職員室の前まで来ると、無意識に歩調が落ちた。扉の向こうから聞こえるのは、紙をめくる音と、低い話し声。いつも通りの空気だ。だが、その「いつも通り」が、今は不気味に思えた。深く息を吸い、ノブに手をかける。冷たい金属の感触が、現実に引き戻す。
扉を開けると、視線が一斉にこちらを向いた。数人の先生が事務仕事をしている。その中に、探している姿はない。分かっていたはずなのに、胸が一瞬だけ沈む。視線を素早く巡らせ、机の配置、壁際の書棚、奥の間仕切りまで確認する。やはり、リリィ先生はいない。
(……いない)
頭では理解していても、心が追いつかない。ここに来れば、何か分かると思っていた。けれど、見えないという事実が、かえって不安を増幅させる。俺は一歩踏み出し、近くにいた先生に声をかけようとしたが、言葉が喉で詰まった。誰に、どう聞けばいい。何を聞くべきだ。
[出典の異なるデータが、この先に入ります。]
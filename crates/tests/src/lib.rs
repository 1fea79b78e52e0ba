//! Shared fixtures for the cross-crate scenarios under `tests/`.

use std::path::PathBuf;
use std::sync::Arc;
use std::time::Duration;

use tiptrip_agents::{AgentSettings, ConversationalAgent};
use tiptrip_catalog::PlaceCatalog;
use tiptrip_observability::AppMetrics;
use tiptrip_oracle::ScriptedOracle;
use tiptrip_storage::MemoryStore;

pub const ZOCALO: (f64, f64) = (19.4326, -99.1332);

pub fn dataset_path() -> PathBuf {
    PathBuf::from(env!("CARGO_MANIFEST_DIR")).join("fixtures/places.csv")
}

pub fn load_catalog() -> Arc<PlaceCatalog> {
    Arc::new(PlaceCatalog::from_csv_path(dataset_path()).expect("fixture dataset should load"))
}

pub fn test_settings() -> AgentSettings {
    AgentSettings {
        oracle_timeout: Duration::from_secs(2),
        ..AgentSettings::default()
    }
}

pub struct Harness {
    pub oracle: Arc<ScriptedOracle>,
    pub store: MemoryStore,
    pub agent: ConversationalAgent<ScriptedOracle, MemoryStore>,
}

impl Harness {
    pub fn new(oracle: ScriptedOracle) -> Self {
        Self::with_settings(oracle, test_settings())
    }

    pub fn with_settings(oracle: ScriptedOracle, settings: AgentSettings) -> Self {
        let oracle = Arc::new(oracle);
        let store = MemoryStore::new();
        let agent = ConversationalAgent::new(
            load_catalog(),
            oracle.clone(),
            Arc::new(store.clone()),
            settings,
            AppMetrics::shared(),
        );

        Self {
            oracle,
            store,
            agent,
        }
    }
}
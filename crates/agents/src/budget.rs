use std::sync::atomic::{AtomicU32, Ordering};

pub const DEFAULT_MAX_ERROR_COUNT: u32 = 5;

/// Consecutive-failure counter gating the general-knowledge path. Shared by every
/// caller of the owning agent; only a general-knowledge success resets it.
#[derive(Debug)]
pub struct ErrorBudget {
    count: AtomicU32,
    threshold: u32,
}

impl Default for ErrorBudget {
    fn default() -> Self {
        Self::new(DEFAULT_MAX_ERROR_COUNT)
    }
}

impl ErrorBudget {
    pub fn new(threshold: u32) -> Self {
        Self {
            count: AtomicU32::new(0),
            threshold,
        }
    }

    /// Returns the count after the increment.
    pub fn increment(&self) -> u32 {
        self.count.fetch_add(1, Ordering::AcqRel).saturating_add(1)
    }

    pub fn reset(&self) {
        self.count.store(0, Ordering::Release);
    }

    pub fn exhausted(&self) -> bool {
        self.count() >= self.threshold
    }

    pub fn count(&self) -> u32 {
        self.count.load(Ordering::Acquire)
    }

    pub fn threshold(&self) -> u32 {
        self.threshold
    }
}
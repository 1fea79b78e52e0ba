use std::sync::atomic::{AtomicU64, Ordering};
use std::sync::Arc;
use std::time::Duration;

use once_cell::sync::OnceCell;
use serde::Serialize;
use tracing_subscriber::EnvFilter;

static TRACING_INIT: OnceCell<()> = OnceCell::new();

#[derive(Debug, Default)]
pub struct AppMetrics {
    consultations_total: AtomicU64,
    oracle_calls_total: AtomicU64,
    oracle_failures_total: AtomicU64,
    budget_short_circuits_total: AtomicU64,
    places_recommended_total: AtomicU64,
    total_latency_millis: AtomicU64,
}

#[derive(Debug, Clone, Serialize)]
pub struct MetricsSnapshot {
    pub consultations_total: u64,
    pub oracle_calls_total: u64,
    pub oracle_failures_total: u64,
    pub budget_short_circuits_total: u64,
    pub places_recommended_total: u64,
    pub avg_latency_millis: f64,
}

impl AppMetrics {
    pub fn shared() -> Arc<Self> {
        Arc::new(Self::default())
    }

    pub fn inc_consultation(&self) {
        self.consultations_total.fetch_add(1, Ordering::Relaxed);
    }

    pub fn inc_oracle_call(&self) {
        self.oracle_calls_total.fetch_add(1, Ordering::Relaxed);
    }

    pub fn inc_oracle_failure(&self) {
        self.oracle_failures_total.fetch_add(1, Ordering::Relaxed);
    }

    pub fn inc_short_circuit(&self) {
        self.budget_short_circuits_total
            .fetch_add(1, Ordering::Relaxed);
    }

    pub fn add_places_recommended(&self, places: usize) {
        self.places_recommended_total
            .fetch_add(places as u64, Ordering::Relaxed);
    }

    pub fn observe_latency(&self, duration: Duration) {
        self.total_latency_millis
            .fetch_add(duration.as_millis() as u64, Ordering::Relaxed);
    }

    pub fn snapshot(&self) -> MetricsSnapshot {
        let consultations = self.consultations_total.load(Ordering::Relaxed);
        let latency = self.total_latency_millis.load(Ordering::Relaxed);

        MetricsSnapshot {
            consultations_total: consultations,
            oracle_calls_total: self.oracle_calls_total.load(Ordering::Relaxed),
            oracle_failures_total: self.oracle_failures_total.load(Ordering::Relaxed),
            budget_short_circuits_total: self.budget_short_circuits_total.load(Ordering::Relaxed),
            places_recommended_total: self.places_recommended_total.load(Ordering::Relaxed),
            avg_latency_millis: if consultations == 0 {
                0.0
            } else {
                latency as f64 / consultations as f64
            },
        }
    }
}

pub fn init_tracing(service_name: &str) {
    TRACING_INIT.get_or_init(|| {
        let filter = EnvFilter::try_from_default_env().unwrap_or_else(|_| {
            EnvFilter::new(format!(
                "{}=info,tiptrip_agents=info,tiptrip_oracle=info,tiptrip_catalog=info",
                service_name
            ))
        });

        tracing_subscriber::fmt()
            .json()
            .with_env_filter(filter)
            .with_current_span(true)
            .with_span_list(true)
            .with_writer(std::io::stderr)
            .init();
    });
}
use std::sync::Arc;

use tiptrip_core::{geodesic_distance_km, GeoPoint, Recommendation, RecommendationResult};

use crate::PlaceCatalog;

#[derive(Debug, Clone)]
pub struct RecommendationEngine {
    catalog: Arc<PlaceCatalog>,
}

impl RecommendationEngine {
    pub fn new(catalog: Arc<PlaceCatalog>) -> Self {
        Self { catalog }
    }

    /// Mapped places within `radius_km` of `origin`, nearest first, ties in catalog order.
    /// An empty result is a valid answer.
    pub fn recommend(
        &self,
        origin: GeoPoint,
        radius_km: f64,
        category: Option<&str>,
    ) -> RecommendationResult {
        let candidates = match category {
            Some(category) => self.catalog.filter_by_category_substring(category),
            None => self.catalog.all().iter().collect(),
        };

        let mut places = candidates
            .into_iter()
            .filter_map(|place| {
                let distance_km = geodesic_distance_km(origin, place.coordinates()?);
                (distance_km <= radius_km).then(|| Recommendation {
                    place_name: place.name.clone(),
                    distance_km,
                })
            })
            .collect::<Vec<_>>();

        places.sort_by(|a, b| a.distance_km.total_cmp(&b.distance_km));
        places
    }
}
その時、奥の方で、校長先生の姿が目に入った。机に向かい、書類に目を通している。迷いは一瞬で消えた。今、必要なのは遠慮ではない。真実だ。
「……失礼します」
声は自分でも驚くほど低く、硬かった。校長先生が顔を上げ、こちらを見る。目が合った瞬間、胸の奥で何かがほどけるのを感じた。ここまで来たのだ。逃げ場はない。
一歩一歩、床を踏みしめながら近づく。周囲の視線が気にならないわけではないが、それ以上に、聞かなければならないという思いが勝っていた。手のひらに、うっすらと汗が滲む。
(どうか……何も、取り返しのつかないことじゃありませんように)
そう願いながら、校長先生の机の前に立った。胸の鼓動が、やけに大きく響いている。ここから先で、状況は動き出す。良くも悪くも、もう、後戻りはできない。